The accident was investigated by a State Highway patrolman who testified, as did two other patrolmen. The testimony which was directed to determination of the proximate cause of the collision related in the main to whether it occurred on the center line, which was marked, or on the automobile’s side of the narrow bridge. Respondent and appellant produced witnesses who testified to scars and marks on the surface of the bridge, some of which they said resulted from the wreck. There was positive testimony to the effect that these markings indicated that the collision occurred on the automobile’s side, from which it is inferable *294 that the- truck was across the center line at the time of the collision. The driver of it testified to the contrary and the hitch-hiker, riding on the driver’s right, said that the truck was as near the bridge rail and curb as it reasonably or “likely” should have been, but he could not say on which side of the center line the collision occurred. Numerous pictures of the bridge, made soon after the accident, were introduced. Two offered by respondent showed pockets on the center line which it was inferred were made by the iron spokes of the damaged left-front wheel of the truck. If that wheel was on the exact center of the bridge and following a straight course, the rear dual wheels and body of the truck and trailer were, of course, projected across the center and into the lane of approaching traffic. Moreover, it is the duty of the driver of a passing vehicle to keep all of it to his right of the center line and none on it. All of the evidence thereabout undoubtedly made an issue for the jury and it cannot be said that their verdict in favor of respondent was not reasonably supported by evidence which tended to prove fault in this particular in the operation of the truck. In addition, whether the speed with which the truck was attempted to be driven upon the dangerously narrow bridge, with the lights of decedent’s approaching car visible beforehand to the driver, as he testified they were, constituted negligence, recklessness and wilfulness, was also an issue for the jury. Consideration of all of the evidence is convincing that the car was well on the bridge, indeed almost across, when the truck entered it. According to the testimony of the driver himself, he did not apply his brakes until the moment of the collision.

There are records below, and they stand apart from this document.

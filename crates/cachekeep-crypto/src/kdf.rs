//! Passphrase key derivation (PBKDF2-HMAC-SHA256)

use std::num::NonZeroU32;

use ring::pbkdf2;
use zeroize::Zeroizing;

use crate::cipher::{fill_random, KEY_SIZE};
use crate::Result;

/// 128-bit salt, stored alongside each ciphertext
pub const SALT_SIZE: usize = 16;

/// Default PBKDF2 iteration count
pub const DEFAULT_ITERATIONS: u32 = 100_000;

/// Generate a fresh random salt
pub fn generate_salt() -> Result<[u8; SALT_SIZE]> {
    let mut salt = [0u8; SALT_SIZE];
    fill_random(&mut salt)?;
    Ok(salt)
}

/// Derive a symmetric key from `passphrase` and `salt`.
///
/// The returned key is scrubbed from memory when dropped.
pub fn derive_key(
    passphrase: &[u8],
    salt: &[u8],
    iterations: NonZeroU32,
) -> Zeroizing<[u8; KEY_SIZE]> {
    let mut key = Zeroizing::new([0u8; KEY_SIZE]);
    pbkdf2::derive(
        pbkdf2::PBKDF2_HMAC_SHA256,
        iterations,
        salt,
        passphrase,
        &mut key[..],
    );
    key
}

#[cfg(test)]
mod tests {
    use super::*;

    fn iters(n: u32) -> NonZeroU32 {
        NonZeroU32::new(n).unwrap()
    }

    #[test]
    fn test_derivation_is_deterministic() {
        let salt = [7u8; SALT_SIZE];
        let a = derive_key(b"hunter2", &salt, iters(10));
        let b = derive_key(b"hunter2", &salt, iters(10));
        assert_eq!(*a, *b);
    }

    #[test]
    fn test_salt_changes_key() {
        let a = derive_key(b"hunter2", &[1u8; SALT_SIZE], iters(10));
        let b = derive_key(b"hunter2", &[2u8; SALT_SIZE], iters(10));
        assert_ne!(*a, *b);
    }

    #[test]
    fn test_passphrase_changes_key() {
        let salt = [1u8; SALT_SIZE];
        let a = derive_key(b"hunter2", &salt, iters(10));
        let b = derive_key(b"hunter3", &salt, iters(10));
        assert_ne!(*a, *b);
    }

    #[test]
    fn test_salts_are_random() {
        assert_ne!(generate_salt().unwrap(), generate_salt().unwrap());
    }
}
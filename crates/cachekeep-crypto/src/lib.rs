//! Cachekeep Crypto - symmetric encryption for cache entries at rest
//!
//! This crate provides:
//! - ChaCha20-Poly1305 sealing with a prepended nonce
//! - PBKDF2-HMAC-SHA256 key derivation from a passphrase
//! - The `TextCipher` capability and its default `PassphraseCipher`
//!
//! Derived keys are wrapped in `Zeroizing<>` and scrubbed on drop.
//! Nothing in this crate logs or persists passphrases.

pub mod cipher;
pub mod kdf;
mod passphrase;

pub use passphrase::{PassphraseCipher, TextCipher, FORMAT_VERSION};
pub use secrecy::{ExposeSecret, SecretString};

/// Errors that can occur in cryptographic operations
#[derive(Debug, thiserror::Error)]
pub enum CryptoError {
    #[error("Encryption failed")]
    Encryption,

    #[error("Decryption failed - wrong passphrase, or data corrupted or tampered")]
    Decryption,

    #[error("Invalid key size: expected {expected}, got {actual}")]
    InvalidKeySize { expected: usize, actual: usize },

    #[error("System random number generator unavailable")]
    Random,
}

pub type Result<T> = std::result::Result<T, CryptoError>;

At the close of the evidence appellant moved for the direction of verdict in his favor but did not include as a ground contributory negligence of the decedent, which was pleaded in the answer. It, therefore, goes out of the case on appeal. Circuit Court Rule 76. Hill v. Broad River Power Co., 151 S. C. 280, 148 S. E. 870; Mize v. Blue Ridge Ry. Co., 219 S. C. 119, 64 S. E. (2d) 253. The *295 substance of the motion was that respondent had failed to adduce evidence of negligence or wilfulness of appellant’s driver which was the proximate cause of the death of respondent’s intestate. Enough of the evidence has been stated to show that there was no error in the submission to the jury of the issues of causative negligence and wilfulness— and resulting actual and punitive damages. The violations of at least two statutory provisions were indicated by the evidence, namely, excessive speed of the truck under the circumstances and traveling on the wrong side of the highway (bridge). 4 Code of 1952, p. 969 et seq., sec. 46-361 et seq., which are provisions of the Motor Vehicle Act of 1949, 46 Stat. 466, of force at the time of this accident.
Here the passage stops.